Belagroprombank
- Company type: Government-owned corporation
- Industry: Banking
- Founded: 3 September 1991
- Founder: Government of Belarus
- Headquarters: Minsk, Belarus
- Operating income: 465,005,000 Belarusian ruble (2021)
- Net income: 76,952,000 Belarusian ruble (2021)
- Total assets: 13,753,619,000 Belarusian ruble (2021)
- Owner: State Property Committee of Belarus [ru]
- Number of employees: 5,129 (2021)
- Website: belapb.by

= Belagroprombank =

Belarusian state-owned bank

Belagroprombank (Белаграпрамбанк; Белагропромбанк) is a Belarusian joint-stock commercial bank owned by the state. As of 2018, it is the second largest bank in the system by assets.

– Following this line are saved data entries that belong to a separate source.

//! Newline-delimited JSON framing.
//!
//! Every frame is one JSON document on a single line, terminated by `\n`.
//! Compact `serde_json` output escapes newlines inside strings, so a frame
//! never spans lines.

use serde::de::DeserializeOwned;
use serde::Serialize;

use crate::error::{ProtocolError, Result};

/// Encodes `value` as a single newline-terminated line.
pub fn encode_line<T: Serialize>(value: &T) -> Result<String> {
    let mut line = serde_json::to_string(value)
        .map_err(|e| ProtocolError::Serialization(e.to_string()))?;
    line.push('\n');
    Ok(line)
}

/// Decodes one line, ignoring surrounding whitespace and the terminator.
pub fn decode_line<T: DeserializeOwned>(line: &str) -> Result<T> {
    Ok(serde_json::from_str(line.trim())?)
}

#[cfg(test)]
mod tests {
    use super::*;
    use crate::messages::StateBroadcast;
    use crate::state::ServiceState;

    #[test]
    fn test_encode_appends_single_newline() {
        let line = encode_line(&StateBroadcast::new(ServiceState::Stopped)).unwrap();
        assert!(line.ends_with('\n'));
        assert_eq!(line.matches('\n').count(), 1);
    }

    #[test]
    fn test_decode_tolerates_crlf() {
        let line = "{\"state\":\"running\"}\r\n";
        let broadcast: StateBroadcast = decode_line(line).unwrap();
        assert_eq!(broadcast.state, ServiceState::Running);
    }

    #[test]
    fn test_decode_garbage_is_deserialization_error() {
        let err = decode_line::<StateBroadcast>("not json").unwrap_err();
        assert!(matches!(err, ProtocolError::Deserialization(_)));
    }

    #[test]
    fn test_string_with_newline_is_escaped() {
        let line = encode_line(&"two\nlines").unwrap();
        assert_eq!(line, "\"two\\nlines\"\n");
    }
}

The bank is under EU sanctions since summer 2021.

==History==
Belagroprombank was registered as one of the first Belarusian joint-stock banks on 3 September 1991. Since 1995, it has been a participant in the securities market. In 2000, it was renamed Open Joint-Stock Company "Belagroprombank".

In August 2010, Belagroprombank was the first Belarusian bank to implement a quality management system for servicing individuals and was certified for compliance with the requirements of the STB ISO 9001 standard.

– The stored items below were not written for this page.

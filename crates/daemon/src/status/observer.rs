//! Observer roles and the capabilities a view exposes to the daemon.

use std::fmt;

use meshtether_protocol::ServiceState;

/// The fixed set of views that can observe the service.
#[derive(Debug, Clone, Copy, PartialEq, Eq, Hash)]
pub enum ObserverRole {
    /// Main status view; the only one that can host dialogs.
    Status,
    /// Mesh links and client list.
    Links,
    /// Node information.
    Info,
}

impl ObserverRole {
    /// Every role, in table order.
    pub const ALL: [ObserverRole; 3] = [ObserverRole::Status, ObserverRole::Links, ObserverRole::Info];

    /// Slot index in the observer table.
    pub(crate) fn index(self) -> usize {
        match self {
            ObserverRole::Status => 0,
            ObserverRole::Links => 1,
            ObserverRole::Info => 2,
        }
    }
}

impl fmt::Display for ObserverRole {
    fn fmt(&self, f: &mut fmt::Formatter<'_>) -> fmt::Result {
        match self {
            ObserverRole::Status => write!(f, "status"),
            ObserverRole::Links => write!(f, "links"),
            ObserverRole::Info => write!(f, "info"),
        }
    }
}

/// Modal dialogs the status view can show.
#[derive(Debug, Clone, Copy, PartialEq, Eq)]
pub enum Dialog {
    /// Explains that root access was denied.
    RootAccess,
    /// Explains that the wifi supplicant could not be reconfigured.
    Supplicant,
    /// Generic failure; details are on the links tab.
    Error,
}

/// Tabs of the status view.
#[derive(Debug, Clone, Copy, PartialEq, Eq)]
pub enum ViewTab {
    /// Links tab, also used for diagnostics.
    Links,
    /// Info tab.
    Info,
}

/// A consumer of state-change notifications.
///
/// Observers are held weakly: dropping the last `Arc` is enough to stop
/// deliveries, explicit unregistration is only needed to stop them earlier.
pub trait StatusObserver: Send + Sync {
    /// Called with the current state on every fanout.
    fn update(&self, state: ServiceState);

    /// The interactive surface of this view, if it has one.
    fn interactive(&self) -> Option<&dyn InteractiveView> {
        None
    }
}

/// Interactive capabilities of the status view.
pub trait InteractiveView: Send + Sync {
    /// Whether the view is visible and focused.
    fn has_focus(&self) -> bool;

    /// Shows a modal dialog.
    fn show_dialog(&self, dialog: Dialog);

    /// Switches the visible tab.
    fn select_tab(&self, tab: ViewTab);

    /// Shows or updates the progress indicator.
    fn show_progress(&self, message: &str);

    /// Dismisses the progress indicator, if shown.
    fn hide_progress(&self);
}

On 24 June 2021, the bank was added to the EU sanctions list. The EU sanctions include restrictions on borrowing on EU markets and the availability of loans with a maturity of more than 90 days from European counterparties. In August of the same year, Switzerland joined these sanctions.

In March 2022, the bank was sanctioned by Japan, and the EU cut it off from SWIFT "in response to Belarus's significant assistance and support for Russia's invasion of Ukraine and its support for the Russian armed forces". Switzerland and Ukraine soon joined this package of European sanctions. On April 11, 2023, to further pressure Putin's accomplices in Belarus, the Prime Minister of Canada announced additional sanctions against nine entities linked to the Belarusian financial sector, including Belagroprombank.